Li Yuin Tsao (1886 – August 14, 1922), also seen as Tsao Liyuin, was a Chinese medical doctor.

== Early life ==
Tsao was from Suzhou, the daughter of Tse-Zeh Tsao (Cao Zishi, 1847-1902), a Methodist minister who was partly educated in the United States. She attended the McTyeire School in Shanghai and a missionary girls' school in Nagasaki.

Tsao was a teacher before she received a scholarship from medical missionary Mary Hancock McLean to attend college in the United States in 1905. After two years of preparation at a women's college in St. Louis, she was a medical student at the Woman's Medical College of Pennsylvania, where she was vice-president of the class of 1911. In 1908, she attended the Conference of Chinese Students in Boston, and heard Wu Tingfang speak.

Her sister Faung (Fanny) Yuin Tsao attended Wellesley College and Teachers College, Columbia University; one of her brothers attended Yale University.

== Career ==
Tsao was an intern under Bertha Van Hoosen at Chicago's Mary Thompson Hospital, and her success there opened the door to other Chinese and Chinese-American women physicians, including Margaret Chung.

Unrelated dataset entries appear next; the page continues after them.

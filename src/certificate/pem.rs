//! PEM codec for certificate and key material.
//!
//! Decoding is strict: anything that is not a single well-formed
//! `CERTIFICATE` block holding a parseable X.509 certificate is a
//! [`DecodeError`]. No partially decoded value is ever returned.

use base64::engine::general_purpose::STANDARD;
use base64::Engine;
use chrono::{DateTime, Utc};
use x509_parser::pem::parse_x509_pem;

use crate::errors::DecodeError;

/// PEM label of an X.509 certificate.
pub const CERTIFICATE_LABEL: &str = "CERTIFICATE";

/// PEM label of a PKCS#10 certificate signing request.
pub const CERTIFICATE_REQUEST_LABEL: &str = "CERTIFICATE REQUEST";

const LINE_WIDTH: usize = 64;

/// Metadata decoded from a PEM certificate.
#[derive(Debug, Clone, PartialEq, Eq)]
pub struct DecodedCertificate {
    /// Subject common name, if the subject carries one
    pub common_name: Option<String>,
    /// Serial number in decimal form
    pub serial_number: String,
    pub issuer: String,
    pub not_before: DateTime<Utc>,
    pub not_after: DateTime<Utc>,
    pub is_ca: bool,
}

/// Decode the first certificate of a PEM document.
pub fn decode_certificate(pem: &[u8]) -> Result<DecodedCertificate, DecodeError> {
    let (_, block) = parse_x509_pem(pem).map_err(|e| DecodeError::invalid_pem(e.to_string()))?;

    if block.label != CERTIFICATE_LABEL {
        return Err(DecodeError::UnexpectedLabel {
            label: block.label.clone(),
            expected: CERTIFICATE_LABEL,
        });
    }

    let cert = block.parse_x509().map_err(|e| DecodeError::invalid_certificate(e.to_string()))?;

    let common_name = cert
        .subject()
        .iter_common_name()
        .next()
        .and_then(|cn| cn.as_str().ok())
        .map(str::to_string)
        .filter(|cn| !cn.is_empty());

    Ok(DecodedCertificate {
        common_name,
        serial_number: cert.serial.to_string(),
        issuer: cert.issuer().to_string(),
        not_before: to_datetime(cert.validity().not_before.timestamp())?,
        not_after: to_datetime(cert.validity().not_after.timestamp())?,
        is_ca: cert.is_ca(),
    })
}

/// Check that `pem` holds a private key in a format the signer can load.
pub fn validate_private_key(pem: &[u8]) -> Result<(), DecodeError> {
    let text =
        std::str::from_utf8(pem).map_err(|e| DecodeError::invalid_private_key(e.to_string()))?;
    rcgen::KeyPair::from_pem(text)
        .map(|_| ())
        .map_err(|e| DecodeError::invalid_private_key(e.to_string()))
}

/// Encode DER bytes as a PEM block with the given label.
pub fn encode_der(label: &str, der: &[u8]) -> String {
    let body = STANDARD.encode(der);
    let mut pem = String::with_capacity(body.len() + body.len() / LINE_WIDTH + 64);
    pem.push_str("-----BEGIN ");
    pem.push_str(label);
    pem.push_str("-----\n");
    for line in body.as_bytes().chunks(LINE_WIDTH) {
        // base64 output is ASCII, so every chunk is valid UTF-8
        pem.push_str(&String::from_utf8_lossy(line));
        pem.push('\n');
    }
    pem.push_str("-----END ");
    pem.push_str(label);
    pem.push_str("-----\n");
    pem
}

fn to_datetime(timestamp: i64) -> Result<DateTime<Utc>, DecodeError> {
    DateTime::from_timestamp(timestamp, 0).ok_or(DecodeError::InvalidExpiration { timestamp })
}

Tsao returned to China after internships in Chicago and St. Louis, then in 1912 took an appointment at a Quaker-sponsored hospital in Nanjing, where she remained until 1918. While in Nanjing, she was also involved with the Union Training School for Nurses, taught at Ginling College for Women, and gave public lectures on health topics. She moved to Tianjin to work at the Peiyang Woman's Hospital. While there, she was active in the city's YWCA program, as president of its board of directors.

Me-Iung Ting was Tsao's assistant and successor at Nanjing, and they worked together again at Peiyang Woman's Hospital.

== Personal life ==
After Li Yuin Tsao's death in 1922, from a cerebral hemorrhage. Mary Hancock McLean wrote a short biography, Dr. Li Yuin Tsao: Called and Chosen and Faithful (1925).